1310. If litigation is instituted to test the sufficiency or regularity of the votes of the shareholders in authorizing a reorganization, any proceedings under Sections 1304 and 1305 shall be suspended until final determination of such litigation.
1311. This chapter, except Section 1312, does not apply to classes of shares whose terms and provisions specifically set forth the amount to be paid in respect to such shares in the event of a reorganization or merger.

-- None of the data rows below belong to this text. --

impl<S: PageSource> Heap<S> {
  /// Sets up a heap with the default configuration.
  pub fn init(source: S) -> Result<Self, HeapError> {
    Self::with_config(source, HeapConfig::default())
  }

  /// Obtains the initial extent and installs it as the only free block.
  pub fn with_config(
    source: S,
    config: HeapConfig,
  ) -> Result<Self, HeapError> {
    let mut heap = Self {
      arena: Arena::new(),
      free_list: FreeList::new(),
      free_blocks: 0,
      config,
      source,
    };

    let initial = heap
      .config
      .initial_pages
      .max(1)
      .saturating_mul(heap.source.granularity());
    let block = heap.extend(initial - HEADER_SIZE).map_err(HeapError::Init)?;
    heap.free_list.insert_ordered(&mut heap.arena, block);
    heap.free_blocks = 1;

    debug!(
      "heap initialised with {} bytes ({} usable)",
      heap.arena.len(),
      heap.arena.get_size(block)
    );

    heap.verify()?;
    Ok(heap)
  }

  /// Allocates at least `size` bytes and returns the payload address.
  ///
  /// The address is aligned to [`ALIGNMENT`]. A zero-byte request still gets
  /// a unique, one-unit block.
  pub fn alloc(
    &mut self,
    size: usize,
  ) -> Result<NonNull<u8>, HeapError> {
    if size > MAX_REQUEST {
      return Err(HeapError::RequestTooLarge { requested: size });
    }
    let rounded = cmp::max(align!(size), ALIGNMENT);

    let block = self
      .find(rounded)
      .inspect_err(|err| warn!("alloc({size}) failed: {err}"))?;

    if self.arena.get_size(block) - rounded < MIN_BLOCK_SIZE {
      let removed = self.free_list.remove(&mut self.arena, block);
      debug_assert!(removed, "fit {:#x} is not on the free list", block.offset());
      self.free_blocks -= 1;
    } else {
      self.split(block, rounded);
    }
    self.arena.set_allocated(block);

    trace!(
      "alloc({size}) -> {:#x} ({} bytes)",
      block.offset(),
      self.arena.get_size(block)
    );

    self.verify()?;
    Ok(self.arena.ptr_of(block.payload_of()))
  }

  /// Returns a block to the heap.
  ///
  /// Freeing null is a no-op. Pointers this heap does not own and blocks
  /// that are already free are reported as errors when they can be detected.
  ///
  /// # Safety
  ///
  /// `ptr` must be null or a pointer returned by [`alloc`](Self::alloc) on
  /// this heap and not freed since. Detection of violations is best effort:
  /// a pointer into the middle of a payload can go unnoticed and corrupt the
  /// heap.
  pub unsafe fn free(
    &mut self,
    ptr: *mut u8,
  ) -> Result<(), HeapError> {
    let Some(ptr) = NonNull::new(ptr) else {
      return Ok(());
    };

    let block = self.block_of(ptr)?;
    if !self.arena.is_allocated(block) {
      error!("double free of {ptr:?}");
      return Err(HeapError::DoubleFree {
        address: ptr.as_ptr() as usize,
      });
    }

    self.arena.set_free(block);
    self.free_blocks += 1;
    let prev = self.free_list.insert_ordered(&mut self.arena, block);
    let merged = self.coalesce(block, prev);

    trace!(
      "free({:#x}) -> free block {:#x} ({} bytes)",
      block.offset(),
      merged.offset(),
      self.arena.get_size(merged)
    );

    self.verify()
  }

  /// Payload capacity of a live allocation, which may exceed the request.
  pub fn usable_size(
    &self,
    ptr: NonNull<u8>,
  ) -> Result<usize, HeapError> {
    let block = self.block_of(ptr)?;
    if !self.arena.is_allocated(block) {
      return Err(HeapError::InvalidPointer {
        address: ptr.as_ptr() as usize,
      });
    }
    Ok(self.arena.get_size(block))
  }

  /// Validates the heap without changing it.
  pub fn check_heap(&self) -> Result<HeapReport, CheckError> {
    check::check(&self.arena, &self.free_list, self.free_blocks)
      .inspect_err(|err| error!("heap check failed: {err}"))
  }

  /// Number of free blocks the heap believes it has.
  pub const fn free_blocks(&self) -> usize {
    self.free_blocks
  }

  /// Bytes obtained from the page source so far.
  pub const fn heap_size(&self) -> usize {
    self.arena.len()
  }

  pub const fn config(&self) -> &HeapConfig {
    &self.config
  }

  pub const fn source(&self) -> &S {
    &self.source
  }

  /// Free list entries in address order.
  pub fn free_list(&self) -> impl Iterator<Item = FreeBlock> + '_ {
    self.free_list.iter(&self.arena).map(|block| FreeBlock {
      offset: block.offset(),
      size: self.arena.get_size(block),
      payload: self.arena.ptr_of(block.payload_of()),
    })
  }

  fn block_of(
    &self,
    ptr: NonNull<u8>,
  ) -> Result<Block, HeapError> {
    let invalid = HeapError::InvalidPointer {
      address: ptr.as_ptr() as usize,
    };

    let Some(block) = self.arena.offset_of(ptr).and_then(Block::block_of) else {
      return Err(invalid);
    };
    // The header has to sit in the same segment as the payload.
    if self.arena.segment_end(block.offset()) != self.arena.segment_end(block.payload_of())
      || !self.arena.holds_block(block)
    {
      return Err(invalid);
    }

    Ok(block)
  }

  /// First-fit search, growing the heap until a fit exists.
  fn find(
    &mut self,
    size: usize,
  ) -> Result<Block, HeapError> {
    if let Some(block) = self.free_list.find_first_fit(&self.arena, size) {
      return Ok(block);
    }

    loop {
      let fresh = self
        .extend(size)
        .map_err(|source| HeapError::OutOfMemory { requested: size, source })?;
      self.free_blocks += 1;
      let prev = self.free_list.insert_ordered(&mut self.arena, fresh);

      let block = self.coalesce(fresh, prev);
      if self.arena.get_size(block) >= size {
        return Ok(block);
      }
    }
  }

  /// Grows the heap by a fresh free block able to hold `min_size` bytes.
  ///
  /// Grows by at least the shortfall, and otherwise doubles the heap up to
  /// `max_growth`. The new block is not put on the free list.
  fn extend(
    &mut self,
    min_size: usize,
  ) -> Result<Block, SourceError> {
    let granularity = self.source.granularity();
    let wanted = min_size
      .checked_add(HEADER_SIZE)
      .map(|needed| cmp::max(needed, cmp::min(self.arena.len(), self.config.max_growth)))
      .and_then(|wanted| checked_align_to(wanted, granularity));
    let Some(wanted) = wanted else {
      return Err(SourceError::TooLarge { requested: min_size });
    };

    let extent = self.source.obtain(wanted)?;
    debug_assert!(extent.len() % ALIGNMENT == 0 && extent.len() >= MIN_BLOCK_SIZE);

    let block = Block::at(self.arena.push(extent));
    self.arena.put_block(block, extent.len() - HEADER_SIZE, false);

    debug!(
      "extended heap by {} bytes at {:#x}, now {} bytes",
      extent.len(),
      block.offset(),
      self.arena.len()
    );

    Ok(block)
  }

  /// Carves `size` bytes off the front of the free `block`; the remainder
  /// takes its place on the free list.
  fn split(
    &mut self,
    block: Block,
    size: usize,
  ) {
    let total = self.arena.get_size(block);
    debug_assert!(total >= size + MIN_BLOCK_SIZE);

    let remainder = Block::at(block.end(size));
    self.arena.put_block(remainder, total - size - HEADER_SIZE, false);
    let replaced = self.free_list.replace(&mut self.arena, block, remainder);
    debug_assert!(replaced, "split {:#x} is not on the free list", block.offset());
    self.arena.put_block(block, size, false);

    trace!(
      "split {:#x}: {size} + {} bytes at {:#x}",
      block.offset(),
      self.arena.get_size(remainder),
      remainder.offset()
    );
  }

  /// Merges the listed free `block` with free physical neighbours on both
  /// sides and returns the surviving block. `prev` is `block`'s list
  /// predecessor.
  fn coalesce(
    &mut self,
    block: Block,
    prev: Option<Block>,
  ) -> Block {
    if let Some(next) = self.arena.next(block) {
      if self.arena.adjacent(block, next) {
        let size = self.arena.get_size(block) + HEADER_SIZE + self.arena.get_size(next);
        let after = self.arena.next(next);
        self.arena.set_size(block, size);
        self.arena.set_next(block, after);
        self.free_blocks -= 1;
        trace!("coalesced {:#x} into {:#x}", next.offset(), block.offset());
      }
    }

    let Some(prev) = prev else {
      return block;
    };
    if !self.arena.adjacent(prev, block) {
      return block;
    }

    let size = self.arena.get_size(prev) + HEADER_SIZE + self.arena.get_size(block);
    let after = self.arena.next(block);
    self.arena.set_size(prev, size);
    self.arena.set_next(prev, after);
    self.free_blocks -= 1;
    trace!("coalesced {:#x} into {:#x}", block.offset(), prev.offset());

    prev
  }

  fn verify(&self) -> Result<(), HeapError> {
    if self.config.verify {
      self.check_heap()?;
    }
    Ok(())
  }
}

1312. (a) No shareholder of a corporation who has a right under this chapter to demand payment of cash for the shares held by the shareholder shall have any right at law or in equity to attack the
validity of the reorganization or short-form merger, or to have the reorganization or short-form merger set aside or rescinded, except in an action to test whether the number of shares required to authorize or approve the reorganization have been legally voted in favor thereof; but any holder of shares of a class whose terms and provisions specifically set forth the amount to be paid in respect to them in the event of a reorganization or short-form merger is entitled to payment in accordance with those terms and provisions or, if the principal terms of the reorganization are approved pursuant to subdivision (b) of Section 1202, is entitled to payment in accordance with the terms and provisions of the approved reorganization.
(b) If one of the parties to a reorganization or short-form merger is directly or indirectly controlled by, or under common control with, another party to the reorganization or short-form merger, subdivision (a) shall not apply to any shareholder of such party who has not demanded payment of cash for such shareholder's shares pursuant to this chapter; but if the shareholder institutes any action to attack the validity of the reorganization or short-form merger or to have the reorganization or short-form merger set aside or rescinded, the shareholder shall not thereafter have any right to demand payment of cash for the shareholder's shares pursuant to this
chapter. The court in any action attacking the validity of the reorganization or short-form merger or to have the reorganization or short-form merger set aside or rescinded shall not restrain or enjoin the consummation of the transaction except upon 10 days' prior notice to the corporation and upon a determination by the court that clearly no other remedy will adequately protect the complaining shareholder or the class of shareholders of which such shareholder is a member.
(c) If one of the parties to a reorganization or short-form merger is directly or indirectly controlled by, or under common control with, another party to the reorganization or short-form merger, in any action to attack the validity of the reorganization or short-form merger or to have the reorganization or short-form merger set aside or rescinded, (1) a party to a reorganization or short-form merger which controls another party to the reorganization or short-form merger shall have the burden of proving that the transaction is just and reasonable as to the shareholders of the controlled party, and (2) a person who controls two or more parties to a reorganization shall have the burden of proving that the transaction is just and reasonable as to the shareholders of any party so controlled.


 
 

 


1313. A conversion pursuant to Chapter 11.5 (commencing with Section 1150) shall be deemed to constitute a reorganization for purposes of applying the provisions of this chapter, in accordance with and to the extent provided in Section 1159.